(DATA SECTION begins)

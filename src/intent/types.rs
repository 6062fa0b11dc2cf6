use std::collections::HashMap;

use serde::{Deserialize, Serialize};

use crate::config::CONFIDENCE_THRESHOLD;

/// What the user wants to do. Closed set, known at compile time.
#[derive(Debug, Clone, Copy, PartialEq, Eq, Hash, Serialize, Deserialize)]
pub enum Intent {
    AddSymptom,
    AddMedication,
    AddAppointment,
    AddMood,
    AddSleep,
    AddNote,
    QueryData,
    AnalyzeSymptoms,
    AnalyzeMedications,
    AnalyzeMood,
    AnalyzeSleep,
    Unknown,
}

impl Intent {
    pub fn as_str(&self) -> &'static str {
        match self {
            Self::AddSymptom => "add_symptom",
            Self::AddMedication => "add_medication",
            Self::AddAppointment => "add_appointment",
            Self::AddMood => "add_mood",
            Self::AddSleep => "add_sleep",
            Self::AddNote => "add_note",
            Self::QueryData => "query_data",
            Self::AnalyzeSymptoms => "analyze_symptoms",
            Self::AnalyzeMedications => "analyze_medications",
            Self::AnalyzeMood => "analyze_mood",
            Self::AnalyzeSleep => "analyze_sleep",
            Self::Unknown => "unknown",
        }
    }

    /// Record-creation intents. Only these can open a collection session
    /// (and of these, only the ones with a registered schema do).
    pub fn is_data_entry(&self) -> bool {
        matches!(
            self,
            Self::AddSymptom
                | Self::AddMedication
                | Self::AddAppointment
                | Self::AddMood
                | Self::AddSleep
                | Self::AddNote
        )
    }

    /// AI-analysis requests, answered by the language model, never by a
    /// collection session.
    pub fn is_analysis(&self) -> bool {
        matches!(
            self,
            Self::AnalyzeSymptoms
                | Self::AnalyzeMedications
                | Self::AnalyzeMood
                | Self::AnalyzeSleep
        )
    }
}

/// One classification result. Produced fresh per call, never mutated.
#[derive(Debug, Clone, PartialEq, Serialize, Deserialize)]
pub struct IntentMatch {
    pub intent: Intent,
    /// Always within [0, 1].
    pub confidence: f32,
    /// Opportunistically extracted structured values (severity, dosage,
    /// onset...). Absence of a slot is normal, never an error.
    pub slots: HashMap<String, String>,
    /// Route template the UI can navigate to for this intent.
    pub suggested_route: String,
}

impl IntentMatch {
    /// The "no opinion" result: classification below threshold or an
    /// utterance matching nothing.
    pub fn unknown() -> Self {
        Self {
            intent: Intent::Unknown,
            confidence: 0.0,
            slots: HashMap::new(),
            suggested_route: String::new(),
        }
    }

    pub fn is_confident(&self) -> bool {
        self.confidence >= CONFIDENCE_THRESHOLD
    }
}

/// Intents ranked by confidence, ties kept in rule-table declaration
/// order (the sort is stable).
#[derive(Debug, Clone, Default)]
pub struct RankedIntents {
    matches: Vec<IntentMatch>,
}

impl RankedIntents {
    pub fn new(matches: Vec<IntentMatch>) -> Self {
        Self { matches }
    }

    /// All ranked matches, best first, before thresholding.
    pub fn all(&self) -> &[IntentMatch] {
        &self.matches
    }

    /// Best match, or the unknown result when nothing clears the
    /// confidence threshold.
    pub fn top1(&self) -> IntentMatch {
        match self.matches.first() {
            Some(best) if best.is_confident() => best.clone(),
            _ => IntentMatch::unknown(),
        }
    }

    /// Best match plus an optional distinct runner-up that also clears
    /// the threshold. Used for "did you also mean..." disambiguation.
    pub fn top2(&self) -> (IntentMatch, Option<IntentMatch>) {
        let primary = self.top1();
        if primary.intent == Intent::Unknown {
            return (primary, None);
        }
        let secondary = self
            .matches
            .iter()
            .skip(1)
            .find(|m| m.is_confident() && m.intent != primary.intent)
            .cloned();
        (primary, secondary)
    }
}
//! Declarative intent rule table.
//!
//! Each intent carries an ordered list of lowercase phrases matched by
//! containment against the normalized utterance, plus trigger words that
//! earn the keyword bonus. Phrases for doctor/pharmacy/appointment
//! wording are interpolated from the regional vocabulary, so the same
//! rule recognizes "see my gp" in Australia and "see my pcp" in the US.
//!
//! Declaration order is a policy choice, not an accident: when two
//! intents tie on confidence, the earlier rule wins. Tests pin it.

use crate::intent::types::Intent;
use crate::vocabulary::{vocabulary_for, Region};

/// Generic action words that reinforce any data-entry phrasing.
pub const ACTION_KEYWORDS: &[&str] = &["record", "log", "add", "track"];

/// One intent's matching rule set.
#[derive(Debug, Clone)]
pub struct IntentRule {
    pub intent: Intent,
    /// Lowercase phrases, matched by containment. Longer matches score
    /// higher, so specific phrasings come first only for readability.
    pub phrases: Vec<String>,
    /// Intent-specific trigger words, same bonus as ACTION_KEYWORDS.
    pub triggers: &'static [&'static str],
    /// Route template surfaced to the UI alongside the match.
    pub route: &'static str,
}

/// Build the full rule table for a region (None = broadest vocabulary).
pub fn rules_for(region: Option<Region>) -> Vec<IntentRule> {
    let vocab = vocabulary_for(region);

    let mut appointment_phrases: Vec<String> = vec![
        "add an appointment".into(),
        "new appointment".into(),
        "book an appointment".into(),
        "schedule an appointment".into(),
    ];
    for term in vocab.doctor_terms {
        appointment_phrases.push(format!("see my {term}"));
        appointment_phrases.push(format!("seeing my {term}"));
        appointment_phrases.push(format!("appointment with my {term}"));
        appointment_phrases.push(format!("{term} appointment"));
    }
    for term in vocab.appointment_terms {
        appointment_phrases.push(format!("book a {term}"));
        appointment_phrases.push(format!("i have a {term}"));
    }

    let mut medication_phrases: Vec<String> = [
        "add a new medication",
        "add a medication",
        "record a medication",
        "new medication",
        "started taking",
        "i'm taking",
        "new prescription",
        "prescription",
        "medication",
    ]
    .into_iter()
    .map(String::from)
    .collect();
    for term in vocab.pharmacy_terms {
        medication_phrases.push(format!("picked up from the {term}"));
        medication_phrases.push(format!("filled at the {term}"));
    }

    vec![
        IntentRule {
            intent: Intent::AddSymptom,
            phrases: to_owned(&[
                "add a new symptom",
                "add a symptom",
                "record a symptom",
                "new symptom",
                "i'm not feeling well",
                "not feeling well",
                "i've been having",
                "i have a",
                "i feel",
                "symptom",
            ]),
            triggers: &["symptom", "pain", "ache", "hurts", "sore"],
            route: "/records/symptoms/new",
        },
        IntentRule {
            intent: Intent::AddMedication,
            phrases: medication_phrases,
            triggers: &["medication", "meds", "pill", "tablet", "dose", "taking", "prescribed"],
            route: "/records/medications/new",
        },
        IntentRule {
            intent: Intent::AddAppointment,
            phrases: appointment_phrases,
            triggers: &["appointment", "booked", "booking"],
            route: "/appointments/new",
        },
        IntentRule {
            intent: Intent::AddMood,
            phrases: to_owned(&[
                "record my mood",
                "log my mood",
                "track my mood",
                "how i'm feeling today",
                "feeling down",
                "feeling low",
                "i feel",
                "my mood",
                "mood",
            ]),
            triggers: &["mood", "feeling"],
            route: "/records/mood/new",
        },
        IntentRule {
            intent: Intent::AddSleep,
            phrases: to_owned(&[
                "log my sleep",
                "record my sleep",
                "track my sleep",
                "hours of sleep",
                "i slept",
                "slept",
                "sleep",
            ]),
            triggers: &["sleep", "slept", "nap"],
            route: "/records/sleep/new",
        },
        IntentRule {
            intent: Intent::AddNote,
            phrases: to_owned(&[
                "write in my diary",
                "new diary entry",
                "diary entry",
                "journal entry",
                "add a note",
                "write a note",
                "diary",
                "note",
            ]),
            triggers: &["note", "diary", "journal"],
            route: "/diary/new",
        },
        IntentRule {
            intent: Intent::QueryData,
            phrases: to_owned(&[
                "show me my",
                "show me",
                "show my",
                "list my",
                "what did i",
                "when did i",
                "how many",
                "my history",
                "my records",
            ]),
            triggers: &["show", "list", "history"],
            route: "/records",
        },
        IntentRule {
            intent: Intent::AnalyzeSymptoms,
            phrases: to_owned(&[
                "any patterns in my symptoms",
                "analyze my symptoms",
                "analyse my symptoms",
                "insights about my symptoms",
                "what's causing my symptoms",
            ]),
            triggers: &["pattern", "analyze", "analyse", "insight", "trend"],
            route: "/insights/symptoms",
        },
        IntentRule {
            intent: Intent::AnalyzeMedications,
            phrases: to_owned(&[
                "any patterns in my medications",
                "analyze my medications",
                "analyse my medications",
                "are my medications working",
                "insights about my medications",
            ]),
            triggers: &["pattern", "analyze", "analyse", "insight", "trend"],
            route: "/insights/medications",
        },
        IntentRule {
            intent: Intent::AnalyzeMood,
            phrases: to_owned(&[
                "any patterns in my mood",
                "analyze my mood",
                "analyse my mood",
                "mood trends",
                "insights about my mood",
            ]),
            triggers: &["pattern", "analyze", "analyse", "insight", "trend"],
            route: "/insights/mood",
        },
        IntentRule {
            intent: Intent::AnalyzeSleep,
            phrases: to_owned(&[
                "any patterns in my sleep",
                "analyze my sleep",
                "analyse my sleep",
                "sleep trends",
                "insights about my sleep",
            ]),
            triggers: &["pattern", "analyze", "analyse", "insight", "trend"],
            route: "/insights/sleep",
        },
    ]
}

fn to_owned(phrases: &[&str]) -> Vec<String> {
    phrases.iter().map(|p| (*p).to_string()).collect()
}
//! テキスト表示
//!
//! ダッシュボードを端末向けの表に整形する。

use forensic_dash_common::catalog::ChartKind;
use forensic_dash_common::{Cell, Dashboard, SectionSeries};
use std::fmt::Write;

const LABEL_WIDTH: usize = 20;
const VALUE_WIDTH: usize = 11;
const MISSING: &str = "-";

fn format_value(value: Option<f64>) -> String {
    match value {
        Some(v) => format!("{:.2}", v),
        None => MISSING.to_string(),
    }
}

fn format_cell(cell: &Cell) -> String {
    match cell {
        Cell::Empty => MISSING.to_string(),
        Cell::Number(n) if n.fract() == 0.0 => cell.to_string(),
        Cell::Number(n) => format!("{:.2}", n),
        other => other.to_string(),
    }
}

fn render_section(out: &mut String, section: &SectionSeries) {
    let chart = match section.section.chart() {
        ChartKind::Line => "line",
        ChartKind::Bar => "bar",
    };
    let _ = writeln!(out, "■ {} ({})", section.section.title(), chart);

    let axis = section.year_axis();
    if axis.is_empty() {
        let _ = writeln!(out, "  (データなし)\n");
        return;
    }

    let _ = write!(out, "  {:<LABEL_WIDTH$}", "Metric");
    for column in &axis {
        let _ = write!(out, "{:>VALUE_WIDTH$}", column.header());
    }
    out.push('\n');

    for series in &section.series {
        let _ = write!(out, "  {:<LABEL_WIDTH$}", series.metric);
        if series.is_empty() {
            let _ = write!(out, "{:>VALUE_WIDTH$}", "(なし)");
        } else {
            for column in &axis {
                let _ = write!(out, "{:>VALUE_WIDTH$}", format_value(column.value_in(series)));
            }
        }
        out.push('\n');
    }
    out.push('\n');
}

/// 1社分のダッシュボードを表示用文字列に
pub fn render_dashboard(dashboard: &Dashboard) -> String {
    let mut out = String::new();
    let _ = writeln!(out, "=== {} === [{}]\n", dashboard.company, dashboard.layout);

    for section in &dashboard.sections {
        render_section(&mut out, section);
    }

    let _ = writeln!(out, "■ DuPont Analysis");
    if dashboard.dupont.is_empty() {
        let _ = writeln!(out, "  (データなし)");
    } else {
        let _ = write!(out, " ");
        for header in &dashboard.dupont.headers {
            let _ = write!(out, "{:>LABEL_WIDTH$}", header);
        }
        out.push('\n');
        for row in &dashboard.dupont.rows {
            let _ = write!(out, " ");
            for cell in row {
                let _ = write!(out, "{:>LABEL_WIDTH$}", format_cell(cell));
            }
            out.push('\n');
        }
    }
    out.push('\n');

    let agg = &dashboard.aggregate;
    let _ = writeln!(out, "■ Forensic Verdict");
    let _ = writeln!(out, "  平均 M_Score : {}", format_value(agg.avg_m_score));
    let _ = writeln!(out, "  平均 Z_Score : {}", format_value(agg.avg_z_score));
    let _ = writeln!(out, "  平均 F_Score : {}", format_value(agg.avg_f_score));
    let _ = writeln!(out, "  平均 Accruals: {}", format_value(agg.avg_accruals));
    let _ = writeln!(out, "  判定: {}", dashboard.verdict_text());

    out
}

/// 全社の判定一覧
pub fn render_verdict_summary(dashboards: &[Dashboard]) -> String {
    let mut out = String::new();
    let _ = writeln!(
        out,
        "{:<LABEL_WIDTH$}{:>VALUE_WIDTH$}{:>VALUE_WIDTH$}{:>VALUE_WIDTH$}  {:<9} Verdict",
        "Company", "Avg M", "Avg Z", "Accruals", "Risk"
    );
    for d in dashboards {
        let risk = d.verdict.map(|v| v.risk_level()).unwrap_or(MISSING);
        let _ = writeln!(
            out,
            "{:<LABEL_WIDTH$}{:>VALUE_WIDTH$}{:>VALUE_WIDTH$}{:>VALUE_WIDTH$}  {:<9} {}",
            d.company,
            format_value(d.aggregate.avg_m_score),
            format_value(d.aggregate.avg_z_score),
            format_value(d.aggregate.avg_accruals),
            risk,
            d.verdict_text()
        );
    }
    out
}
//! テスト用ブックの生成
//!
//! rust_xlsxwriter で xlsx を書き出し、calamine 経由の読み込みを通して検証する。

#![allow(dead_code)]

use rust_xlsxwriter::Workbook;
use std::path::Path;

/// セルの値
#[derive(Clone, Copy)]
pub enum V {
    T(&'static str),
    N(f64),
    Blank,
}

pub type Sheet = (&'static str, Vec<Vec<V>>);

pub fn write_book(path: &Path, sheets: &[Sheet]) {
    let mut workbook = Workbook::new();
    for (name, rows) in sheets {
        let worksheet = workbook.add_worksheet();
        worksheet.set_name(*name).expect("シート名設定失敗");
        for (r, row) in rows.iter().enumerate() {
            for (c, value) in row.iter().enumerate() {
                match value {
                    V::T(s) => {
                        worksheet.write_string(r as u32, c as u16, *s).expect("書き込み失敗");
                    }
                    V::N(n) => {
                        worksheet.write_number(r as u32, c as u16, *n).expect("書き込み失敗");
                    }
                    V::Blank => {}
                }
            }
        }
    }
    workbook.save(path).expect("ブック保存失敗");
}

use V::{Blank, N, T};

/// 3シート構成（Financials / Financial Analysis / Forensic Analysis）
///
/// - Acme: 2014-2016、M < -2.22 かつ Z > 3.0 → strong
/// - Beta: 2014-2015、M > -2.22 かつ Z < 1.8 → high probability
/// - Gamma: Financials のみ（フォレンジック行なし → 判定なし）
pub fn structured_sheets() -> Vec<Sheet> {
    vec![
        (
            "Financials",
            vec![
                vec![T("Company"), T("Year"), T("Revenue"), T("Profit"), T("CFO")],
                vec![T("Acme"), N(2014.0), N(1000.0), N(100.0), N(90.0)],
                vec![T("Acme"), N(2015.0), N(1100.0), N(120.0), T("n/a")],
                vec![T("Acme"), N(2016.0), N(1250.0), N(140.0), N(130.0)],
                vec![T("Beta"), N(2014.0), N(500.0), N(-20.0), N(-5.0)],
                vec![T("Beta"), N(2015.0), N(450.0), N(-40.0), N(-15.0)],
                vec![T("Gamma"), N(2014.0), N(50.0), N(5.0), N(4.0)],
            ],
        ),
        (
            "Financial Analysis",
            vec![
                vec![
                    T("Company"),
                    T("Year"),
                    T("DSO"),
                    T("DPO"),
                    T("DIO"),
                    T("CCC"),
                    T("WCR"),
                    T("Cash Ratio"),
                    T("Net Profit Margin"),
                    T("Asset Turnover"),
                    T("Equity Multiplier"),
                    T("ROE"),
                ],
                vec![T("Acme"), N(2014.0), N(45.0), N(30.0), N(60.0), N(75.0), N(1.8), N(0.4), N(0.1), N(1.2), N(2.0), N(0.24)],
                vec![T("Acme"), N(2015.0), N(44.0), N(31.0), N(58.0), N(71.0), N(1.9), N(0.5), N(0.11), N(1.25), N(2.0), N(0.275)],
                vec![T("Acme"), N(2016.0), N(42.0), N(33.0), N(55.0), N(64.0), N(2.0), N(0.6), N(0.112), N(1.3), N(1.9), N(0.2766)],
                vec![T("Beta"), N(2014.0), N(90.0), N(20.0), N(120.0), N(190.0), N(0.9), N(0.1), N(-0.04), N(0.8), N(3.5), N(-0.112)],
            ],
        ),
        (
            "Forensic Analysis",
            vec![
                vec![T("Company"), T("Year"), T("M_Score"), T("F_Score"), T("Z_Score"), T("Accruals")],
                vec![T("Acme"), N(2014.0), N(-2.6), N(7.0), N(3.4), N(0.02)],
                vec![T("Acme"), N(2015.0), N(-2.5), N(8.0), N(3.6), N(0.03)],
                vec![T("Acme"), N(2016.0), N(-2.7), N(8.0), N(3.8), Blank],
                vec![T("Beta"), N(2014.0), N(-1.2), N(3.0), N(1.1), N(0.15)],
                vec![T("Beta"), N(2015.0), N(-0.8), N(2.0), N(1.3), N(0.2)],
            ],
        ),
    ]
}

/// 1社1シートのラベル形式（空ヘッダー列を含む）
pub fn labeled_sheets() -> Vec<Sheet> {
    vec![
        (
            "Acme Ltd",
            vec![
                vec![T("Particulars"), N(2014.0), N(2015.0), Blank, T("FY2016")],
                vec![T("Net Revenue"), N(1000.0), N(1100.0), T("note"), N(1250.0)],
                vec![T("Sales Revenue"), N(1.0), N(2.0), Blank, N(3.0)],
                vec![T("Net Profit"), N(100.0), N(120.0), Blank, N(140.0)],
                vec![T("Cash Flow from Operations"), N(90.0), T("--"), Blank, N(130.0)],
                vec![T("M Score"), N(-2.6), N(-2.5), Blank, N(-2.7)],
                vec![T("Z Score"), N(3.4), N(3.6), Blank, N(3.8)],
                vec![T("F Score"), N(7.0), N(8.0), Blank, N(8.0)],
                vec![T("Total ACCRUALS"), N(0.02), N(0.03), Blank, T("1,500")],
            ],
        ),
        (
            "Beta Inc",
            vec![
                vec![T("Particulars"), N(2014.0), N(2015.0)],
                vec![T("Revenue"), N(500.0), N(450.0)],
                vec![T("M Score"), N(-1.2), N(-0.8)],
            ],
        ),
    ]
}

(DATA SECTION ends)

**PROBLEM TO WORK ON:** All that is wanted is a faithful reproduction of the line above with "pub fn top1(&self)", the line with "that also clears", and every line in between.

**EXERCISE SOLUTION:**
    pub fn top1(&self) -> IntentMatch {
        match self.matches.first() {
            Some(best) if best.is_confident() => best.clone(),
            _ => IntentMatch::unknown(),
        }
    }

    /// Best match plus an optional distinct runner-up that also clears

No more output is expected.